**How to complete this task:**
Which lines of the data below contain "collect"? Please show them all.

**Provided data:**
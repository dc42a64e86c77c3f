use std::sync::OnceLock;

use crate::algorithms::radial::{self, RadialInterpolation};
use crate::errors::GeoTessError;
use crate::storage::value_cell::ValueCell;
use crate::utilities::vector::Vector3;

use super::gradients::GradientCache;

///
/// Profile with `n >= 2` nodes at strictly increasing radii, one value cell
/// per node.
///
#[derive(Clone, Debug)]
pub struct ProfileNPoint
{
    pub(crate) radii: Vec<f32>,
    pub(crate) cells: Vec<ValueCell>,
    pub(crate) point_indices: Vec<Option<usize>>,
    /// Natural spline second derivatives, one entry per attribute.
    splines: Vec<OnceLock<Vec<f64>>>,
    pub(crate) gradients: GradientCache,
}

impl PartialEq for ProfileNPoint
{
    fn eq(&self, other: &Self) -> bool
    {
        self.radii == other.radii && self.cells == other.cells
    }
}

pub(crate) fn check_increasing(radii: &[f32]) -> Result<(), GeoTessError>
{
    for i in 1..radii.len()
    {
        // written so that NaN radii fail as well
        if !(radii[i] > radii[i - 1])
        {
            return Err(GeoTessError::MalformedProfile(format!(
                "radii must be strictly increasing: radius[{}] = {} follows {}", i, radii[i], radii[i - 1])));
        }
    }
    Ok(())
}

impl ProfileNPoint
{
    pub fn new(radii: Vec<f32>, cells: Vec<ValueCell>) -> Result<Self, GeoTessError>
    {
        if radii.len() < 2
        {
            return Err(GeoTessError::MalformedProfile(format!("an n-point profile needs at least 2 radii, found {}", radii.len())));
        }
        if radii.len() != cells.len()
        {
            return Err(GeoTessError::MalformedProfile(format!("{} radii but {} value cells", radii.len(), cells.len())));
        }
        check_increasing(&radii)?;
        let n_attributes = cells[0].len();
        if cells.iter().any(|c| c.len() != n_attributes || c.kind() != cells[0].kind())
        {
            return Err(GeoTessError::MalformedProfile("value cells differ in kind or length".to_string()));
        }
        let n = radii.len();
        Ok(Self
        {
            radii,
            cells,
            point_indices: vec![None; n],
            splines: Self::empty_splines(n_attributes),
            gradients: GradientCache::default(),
        })
    }

    fn empty_splines(n_attributes: usize) -> Vec<OnceLock<Vec<f64>>>
    {
        (0..n_attributes).map(|_| OnceLock::new()).collect()
    }

    pub(crate) fn invalidate(&mut self)
    {
        let n_attributes = self.cells.first().map_or(0, |c| c.len());
        self.splines = Self::empty_splines(n_attributes);
        self.gradients.clear();
    }

    #[inline]
    pub fn radii(&self) -> &[f32]
    {
        &self.radii
    }

    pub fn cells(&self) -> &[ValueCell]
    {
        &self.cells
    }

    #[inline]
    pub(crate) fn value(&self, attribute: usize, node: usize) -> f64
    {
        self.cells.get(node).map_or(f64::NAN, |c| c.value(attribute))
    }

    fn spline(&self, attribute: usize) -> Option<&[f64]>
    {
        let slot = self.splines.get(attribute)?;
        Some(slot.get_or_init(|| {
            let x: Vec<f64> = self.radii.iter().map(|r| *r as f64).collect();
            let y: Vec<f64> = (0..self.cells.len()).map(|i| self.value(attribute, i)).collect();
            tracing::trace!(attribute, nodes = x.len(), "spline second derivatives computed");
            radial::natural_spline_second_derivatives(&x, &y)
        }))
    }

    pub(crate) fn value_at(&self, interpolation: RadialInterpolation, attribute: usize, radius: f64, allow_out_of_range: bool) -> f64
    {
        match interpolation
        {
            RadialInterpolation::Linear => radial::linear_value(&self.radii, |i| self.value(attribute, i), radius, allow_out_of_range),
            RadialInterpolation::CubicSpline =>
            {
                match self.spline(attribute)
                {
                    Some(y2) => radial::cubic_value(&self.radii, |i| self.value(attribute, i), y2, radius, allow_out_of_range),
                    None => f64::NAN,
                }
            },
        }
    }

    pub(crate) fn closest_node(&self, radius: f64) -> usize
    {
        let i = radial::radius_index(&self.radii, radius);
        if i < 0
        {
            return 0;
        }
        let i = i as usize;
        if i >= self.radii.len() - 1
        {
            return i;
        }
        if (self.radii[i + 1] as f64 - radius).abs() < (radius - self.radii[i] as f64).abs() { i + 1 } else { i }
    }

    pub(crate) fn integrate(&self, attribute: usize, reciprocal: bool) -> f64
    {
        let mut sum = 0.0;
        for i in 1..self.radii.len()
        {
            let dr = self.radii[i] as f64 - self.radii[i - 1] as f64;
            let pair = self.value(attribute, i) + self.value(attribute, i - 1);
            if reciprocal
            {
                sum += 2.0 * dr / pair;
            }
            else
            {
                sum += dr * pair / 2.0;
            }
        }
        sum
    }

    ///
    /// Adds `coefficient` times the gradient at `radius`, linearly blended
    /// between the bracketing nodes and clamped at the ends.
    ///
    pub(crate) fn add_to_gradient(&self, attribute: usize, radius: f64, coefficient: f64, gradient: &mut Vector3)
    {
        let radii = &self.radii;
        self.gradients.with_nodes(attribute, |nodes| {
            let n = radii.len();
            let (i, f) = if radius <= radii[0] as f64
            {
                (0, 0.0)
            }
            else if radius >= radii[n - 1] as f64
            {
                (n - 2, 1.0)
            }
            else
            {
                let i = radial::radius_index(radii, radius).max(0) as usize;
                (i, (radius - radii[i] as f64) / (radii[i + 1] as f64 - radii[i] as f64))
            };
            for k in 0..3
            {
                gradient[k] += coefficient * ((1.0 - f) * nodes[i][k] + f * nodes[i + 1][k]);
            }
        });
    }
}

#[cfg(test)]
mod tests
{
    use super::*;

    fn profile() -> ProfileNPoint
    {
        ProfileNPoint::new(vec![0.0, 10.0, 20.0], vec![
            ValueCell::Double(vec![1.0, 4.0]),
            ValueCell::Double(vec![2.0, 5.0]),
            ValueCell::Double(vec![3.0, 7.0])]).unwrap()
    }

    #[test]
    fn check_construction_rules()
    {
        let cell = || ValueCell::Double(vec![1.0]);
        assert!(ProfileNPoint::new(vec![0.0], vec![cell()]).is_err());
        assert!(ProfileNPoint::new(vec![0.0, 1.0], vec![cell()]).is_err());
        assert!(matches!(ProfileNPoint::new(vec![0.0, 0.0], vec![cell(), cell()]), Err(GeoTessError::MalformedProfile(_))));
        assert!(ProfileNPoint::new(vec![1.0, 0.5], vec![cell(), cell()]).is_err());
        assert!(ProfileNPoint::new(vec![0.0, f32::NAN], vec![cell(), cell()]).is_err());
        assert!(ProfileNPoint::new(vec![0.0, 1.0], vec![cell(), ValueCell::Float(vec![1.0])]).is_err());
    }

    #[test]
    fn check_values()
    {
        let p = profile();
        assert_eq!(p.value_at(RadialInterpolation::Linear, 0, 5.0, true), 1.5);
        assert_eq!(p.value_at(RadialInterpolation::Linear, 0, 25.0, true), 3.0);
        assert!(p.value_at(RadialInterpolation::Linear, 0, 25.0, false).is_nan());
        // cubic spline is exact at the nodes
        assert!((p.value_at(RadialInterpolation::CubicSpline, 1, 10.0, true) - 5.0).abs() < 1e-12);
        assert!(p.value_at(RadialInterpolation::CubicSpline, 7, 10.0, true).is_nan());
    }

    #[test]
    fn check_cubic_value_follows_edited_nodes()
    {
        let mut p = crate::profiles::profile::Profile::NPoint(profile());
        // evenly spaced linear data is reproduced exactly
        assert!((p.value_at(RadialInterpolation::CubicSpline, 0, 15.0, true) - 2.5).abs() < 1e-12);
        p.value_cell_mut(2).unwrap().set(0, 5.0f64).unwrap();
        // y2 = [0, 0.03, 0] for values 1, 2, 5
        assert!((p.value_at(RadialInterpolation::CubicSpline, 0, 15.0, true) - 3.3125).abs() < 1e-12);
        assert_eq!(p.value_at(RadialInterpolation::CubicSpline, 0, 20.0, true), 5.0);
        assert!((p.value_at(RadialInterpolation::CubicSpline, 1, 10.0, true) - 5.0).abs() < 1e-12);
    }

    #[test]
    fn check_closest_node_and_integral()
    {
        let p = profile();
        assert_eq!(p.closest_node(-4.0), 0);
        assert_eq!(p.closest_node(4.0), 0);
        assert_eq!(p.closest_node(6.0), 1);
        assert_eq!(p.closest_node(30.0), 2);
        // (10 * 3 + 10 * 5) / 2
        assert!((p.integrate(0, false) - 40.0).abs() < 1e-12);
        assert!((p.integrate(0, true) - (20.0 / 3.0 + 20.0 / 5.0)).abs() < 1e-12);
    }

    #[test]
    fn check_add_to_gradient()
    {
        let p = profile();
        let mut g = [0.0; 3];
        // nothing cached yet
        p.add_to_gradient(0, 5.0, 1.0, &mut g);
        assert_eq!(g, [0.0; 3]);

        p.gradients.ensure(0, false, &[0.0, 10.0, 20.0], |r| Ok([r, 1.0, 0.0])).unwrap();
        p.add_to_gradient(0, 5.0, 2.0, &mut g);
        assert!((g[0] - 10.0).abs() < 1e-12);
        assert!((g[1] - 2.0).abs() < 1e-12);
        let mut g = [0.0; 3];
        p.add_to_gradient(0, 50.0, 1.0, &mut g);
        assert!((g[0] - 20.0).abs() < 1e-12);
    }
}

**Reply:**
        (0..n_attributes).map(|_| OnceLock::new()).collect()
            let x: Vec<f64> = self.radii.iter().map(|r| *r as f64).collect();
            let y: Vec<f64> = (0..self.cells.len()).map(|i| self.value(attribute, i)).collect();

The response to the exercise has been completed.